### WHAT IS BEING ASKED
Restate word for word the line with "let bearing = direction(camera_position, target_position);" and all lines after it; please stop only at the end of the listing below.

### THE DATA
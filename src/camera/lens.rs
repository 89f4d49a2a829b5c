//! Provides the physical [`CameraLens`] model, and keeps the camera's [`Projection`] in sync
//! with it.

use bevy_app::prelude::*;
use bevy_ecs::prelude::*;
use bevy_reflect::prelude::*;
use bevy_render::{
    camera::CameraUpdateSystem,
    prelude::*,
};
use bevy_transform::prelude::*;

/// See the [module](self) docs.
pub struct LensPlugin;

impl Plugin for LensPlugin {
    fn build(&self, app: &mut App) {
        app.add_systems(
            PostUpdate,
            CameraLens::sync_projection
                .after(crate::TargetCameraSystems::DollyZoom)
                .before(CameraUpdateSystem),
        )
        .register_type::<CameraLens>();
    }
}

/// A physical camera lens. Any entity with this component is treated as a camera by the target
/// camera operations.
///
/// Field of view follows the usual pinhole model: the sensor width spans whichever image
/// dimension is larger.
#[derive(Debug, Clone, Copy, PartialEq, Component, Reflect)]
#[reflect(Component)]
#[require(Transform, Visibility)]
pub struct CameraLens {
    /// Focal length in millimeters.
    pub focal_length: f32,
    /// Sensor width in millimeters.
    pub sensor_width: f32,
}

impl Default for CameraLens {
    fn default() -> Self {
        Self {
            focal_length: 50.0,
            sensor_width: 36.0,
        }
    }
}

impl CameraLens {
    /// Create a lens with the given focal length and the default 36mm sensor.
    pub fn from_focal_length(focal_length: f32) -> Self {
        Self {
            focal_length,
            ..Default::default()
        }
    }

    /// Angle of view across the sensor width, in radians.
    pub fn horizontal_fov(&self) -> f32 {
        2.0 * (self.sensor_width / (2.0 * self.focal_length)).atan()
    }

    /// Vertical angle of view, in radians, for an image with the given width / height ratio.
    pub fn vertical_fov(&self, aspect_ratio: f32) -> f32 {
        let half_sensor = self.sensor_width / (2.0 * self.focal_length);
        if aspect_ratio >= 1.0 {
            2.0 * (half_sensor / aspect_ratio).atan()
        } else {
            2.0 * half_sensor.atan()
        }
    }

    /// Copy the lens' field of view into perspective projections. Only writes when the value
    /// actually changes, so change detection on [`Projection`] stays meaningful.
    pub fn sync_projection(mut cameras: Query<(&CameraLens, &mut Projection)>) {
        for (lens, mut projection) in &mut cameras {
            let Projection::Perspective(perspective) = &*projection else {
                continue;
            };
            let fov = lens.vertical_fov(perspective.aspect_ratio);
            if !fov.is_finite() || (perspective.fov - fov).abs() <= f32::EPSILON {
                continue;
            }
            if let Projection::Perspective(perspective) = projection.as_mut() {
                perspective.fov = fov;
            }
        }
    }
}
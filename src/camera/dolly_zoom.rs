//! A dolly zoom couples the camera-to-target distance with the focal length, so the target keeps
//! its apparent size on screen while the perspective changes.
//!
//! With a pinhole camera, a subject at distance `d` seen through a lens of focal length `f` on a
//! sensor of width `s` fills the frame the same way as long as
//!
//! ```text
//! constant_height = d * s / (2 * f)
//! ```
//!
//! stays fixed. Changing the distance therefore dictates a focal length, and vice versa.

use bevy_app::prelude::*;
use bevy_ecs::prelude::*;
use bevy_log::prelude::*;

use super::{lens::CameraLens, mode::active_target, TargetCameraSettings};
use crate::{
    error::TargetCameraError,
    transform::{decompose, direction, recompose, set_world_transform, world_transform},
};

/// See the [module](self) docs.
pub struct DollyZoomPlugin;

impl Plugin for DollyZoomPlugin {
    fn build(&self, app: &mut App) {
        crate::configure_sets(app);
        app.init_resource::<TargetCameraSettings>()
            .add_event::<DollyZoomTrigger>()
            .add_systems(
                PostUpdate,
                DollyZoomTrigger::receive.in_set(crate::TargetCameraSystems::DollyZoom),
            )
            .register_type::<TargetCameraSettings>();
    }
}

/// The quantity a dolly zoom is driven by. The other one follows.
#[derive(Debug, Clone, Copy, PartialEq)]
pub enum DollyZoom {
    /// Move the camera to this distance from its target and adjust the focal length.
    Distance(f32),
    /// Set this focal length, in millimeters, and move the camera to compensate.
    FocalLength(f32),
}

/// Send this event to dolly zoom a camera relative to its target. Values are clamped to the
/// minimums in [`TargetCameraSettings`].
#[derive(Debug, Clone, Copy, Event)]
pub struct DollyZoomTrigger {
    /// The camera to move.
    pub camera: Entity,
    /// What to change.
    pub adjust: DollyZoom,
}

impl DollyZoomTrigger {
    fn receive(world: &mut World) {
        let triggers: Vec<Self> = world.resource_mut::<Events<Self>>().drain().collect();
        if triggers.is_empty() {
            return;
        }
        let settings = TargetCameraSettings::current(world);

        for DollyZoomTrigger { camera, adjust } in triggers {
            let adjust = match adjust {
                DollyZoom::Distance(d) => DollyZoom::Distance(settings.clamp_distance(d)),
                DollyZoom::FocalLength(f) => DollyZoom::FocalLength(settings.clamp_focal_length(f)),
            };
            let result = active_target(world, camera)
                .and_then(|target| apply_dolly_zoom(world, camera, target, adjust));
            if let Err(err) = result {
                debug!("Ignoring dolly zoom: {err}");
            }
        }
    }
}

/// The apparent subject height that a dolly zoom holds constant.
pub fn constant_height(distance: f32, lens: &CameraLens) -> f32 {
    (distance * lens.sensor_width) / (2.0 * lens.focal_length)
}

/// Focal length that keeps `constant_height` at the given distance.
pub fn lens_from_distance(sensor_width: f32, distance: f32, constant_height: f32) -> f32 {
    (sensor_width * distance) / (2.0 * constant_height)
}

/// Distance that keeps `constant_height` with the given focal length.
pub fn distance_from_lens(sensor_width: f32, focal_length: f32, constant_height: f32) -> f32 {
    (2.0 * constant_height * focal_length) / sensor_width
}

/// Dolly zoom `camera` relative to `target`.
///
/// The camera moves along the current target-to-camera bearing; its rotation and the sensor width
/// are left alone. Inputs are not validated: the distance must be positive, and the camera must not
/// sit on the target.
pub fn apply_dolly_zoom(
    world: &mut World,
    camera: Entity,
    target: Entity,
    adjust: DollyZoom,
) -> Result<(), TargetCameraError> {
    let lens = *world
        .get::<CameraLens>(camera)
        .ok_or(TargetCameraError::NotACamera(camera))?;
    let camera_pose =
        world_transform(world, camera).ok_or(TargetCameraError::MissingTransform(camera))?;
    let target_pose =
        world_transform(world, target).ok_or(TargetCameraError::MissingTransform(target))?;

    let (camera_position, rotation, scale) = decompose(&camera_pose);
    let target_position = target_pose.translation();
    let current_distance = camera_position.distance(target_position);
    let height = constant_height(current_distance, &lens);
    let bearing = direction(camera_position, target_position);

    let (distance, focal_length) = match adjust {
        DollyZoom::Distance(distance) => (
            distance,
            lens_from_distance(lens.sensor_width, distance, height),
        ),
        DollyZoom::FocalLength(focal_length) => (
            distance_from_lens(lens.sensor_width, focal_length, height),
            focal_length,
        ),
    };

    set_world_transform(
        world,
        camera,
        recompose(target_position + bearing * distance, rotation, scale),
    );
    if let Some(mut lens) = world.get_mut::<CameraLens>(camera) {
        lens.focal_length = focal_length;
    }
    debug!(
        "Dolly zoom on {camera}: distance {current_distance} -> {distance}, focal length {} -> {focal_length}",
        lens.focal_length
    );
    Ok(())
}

### OUTPUT OF THE EXERCISE
    let bearing = direction(camera_position, target_position);

    let (distance, focal_length) = match adjust {
        DollyZoom::Distance(distance) => (
            distance,
            lens_from_distance(lens.sensor_width, distance, height),
        ),
        DollyZoom::FocalLength(focal_length) => (
            distance_from_lens(lens.sensor_width, focal_length, height),
            focal_length,
        ),
    };

    set_world_transform(
        world,
        camera,
        recompose(target_position + bearing * distance, rotation, scale),
    );
    if let Some(mut lens) = world.get_mut::<CameraLens>(camera) {
        lens.focal_length = focal_length;
    }
    debug!(
        "Dolly zoom on {camera}: distance {current_distance} -> {distance}, focal length {} -> {focal_length}",
        lens.focal_length
    );
    Ok(())
}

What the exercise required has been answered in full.